SHORT STORIES
My Bunion Story and a Half

OgoOluwa Ajiboso
400-level Medicine & Surgery
Olabisi Onabanjo University
The first time I read about bunions was when I was memorizing (a word I constantly use as a substitute for the less-pleasant ‘cramming’) all the clinical correlates of the lower limbs from the almighty Clinically-Oriented Anatomy by Kieth Moore (pronounced Kieth and not Kate. Hehe, I just had to😂😂😜).
I had gotten a few marks below 60 in my Upper Limb exams and I really wanted to hit that 80 so bad this time that I spent hours in the library, learning how the femur was like the humerus, except longer, larger and closer to the ground.
That afternoon in the histology lab, I revelled in my ability to recall every lower limb defect thrown at me—Bunions, Coxa Vara, Coxa Valga, you just name it. Opportunities to shine as a medical student were rare and sometimes only came in imaginations or even dreams. No, these efforts didn’t take me to 80 and I forgot all that knowledge two weeks after seeing my result. I was just two marks closer to my 80 than I was the previous time.
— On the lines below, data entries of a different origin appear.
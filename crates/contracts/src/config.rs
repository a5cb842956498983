//! Spin tester configuration contracts that can be shared across crates.

use serde::{Deserialize, Serialize};
use std::time::Duration;

use crate::Locale;

/// Configuration version
#[derive(Debug, Clone, Copy, PartialEq, Eq, Default, Serialize, Deserialize)]
pub enum ConfigVersion {
    #[default]
    V1,
}

/// Complete tracker configuration
#[derive(Debug, Clone, Default, PartialEq, Serialize, Deserialize)]
pub struct SpinConfig {
    /// Configuration version
    #[serde(default)]
    pub version: ConfigVersion,

    /// Input rate gate
    #[serde(default)]
    pub sampler: SamplerConfig,

    /// Speed smoothing
    #[serde(default)]
    pub smoother: SmootherConfig,

    /// Quadrant tracker behaviour
    #[serde(default)]
    pub tracker: TrackerConfig,

    /// Presentation settings
    #[serde(default)]
    pub output: OutputConfig,
}

/// Sample rate gate configuration
#[derive(Debug, Clone, PartialEq, Eq, Serialize, Deserialize)]
#[serde(default)]
pub struct SamplerConfig {
    /// Minimum gap between two accepted samples in milliseconds
    pub interval_ms: u64,
}

impl SamplerConfig {
    pub fn interval(&self) -> Duration {
        Duration::from_millis(self.interval_ms)
    }
}

impl Default for SamplerConfig {
    fn default() -> Self {
        Self { interval_ms: 20 }
    }
}

/// Speed smoother configuration
#[derive(Debug, Clone, PartialEq, Serialize, Deserialize)]
#[serde(default)]
pub struct SmootherConfig {
    /// Interpolation step fraction, in (0, 1]
    pub damping: f64,
    /// Distance to target below which the value snaps to the target
    pub threshold: f64,
    /// Interval between interpolation steps in milliseconds
    pub tick_ms: u64,
    /// Inactivity delay before speed coasts down to zero, in milliseconds
    pub decay_delay_ms: u64,
}

impl SmootherConfig {
    pub fn tick(&self) -> Duration {
        Duration::from_millis(self.tick_ms)
    }

    pub fn decay_delay(&self) -> Duration {
        Duration::from_millis(self.decay_delay_ms)
    }
}

impl Default for SmootherConfig {
    fn default() -> Self {
        Self {
            damping: 0.1,
            threshold: 0.01,
            tick_ms: 5,
            decay_delay_ms: 50,
        }
    }
}

/// Quadrant tracker configuration
#[derive(Debug, Clone, PartialEq, Eq, Serialize, Deserialize)]
#[serde(default)]
pub struct TrackerConfig {
    /// Also zero the speed whenever the tracker performs a full state reset
    /// (completed revolution or non-clockwise abort)
    pub reset_speed_on_gesture_reset: bool,
}

impl Default for TrackerConfig {
    fn default() -> Self {
        Self {
            reset_speed_on_gesture_reset: true,
        }
    }
}

/// Presentation configuration
#[derive(Debug, Clone, Default, PartialEq, Eq, Serialize, Deserialize)]
#[serde(default)]
pub struct OutputConfig {
    /// Direction label set
    pub locale: Locale,
}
Was I heartbroken? Sort of. Maybe. I should have been. Being stuck between the moping faces of ‘You should even be happy you got above 50’ and ‘These people cannot even add one mark to take me to distinction’ didn’t leave me with so many choices of an emotion. But all that didn’t matter the day I saw my Abdomen, Pelvic and Perineum (We call it Abdomen P and P) result.
Back story: I had been aiming higher yet again—I’m not sure how high—and fell in love with the viscera. The stomach with its acid, the liver and all its attachments including the gall bladder and its bile, the pancreas looking like a gun and the entire idea of the spleen were all fascinating. I thought we had been told about all the organs in Biology, and S-P-L-EEEEE-N? Who names such a cute organ ‘Spleen’, and why was it so close to the ribs? So, yeah, I love me my organs. But I had 48 in the exam.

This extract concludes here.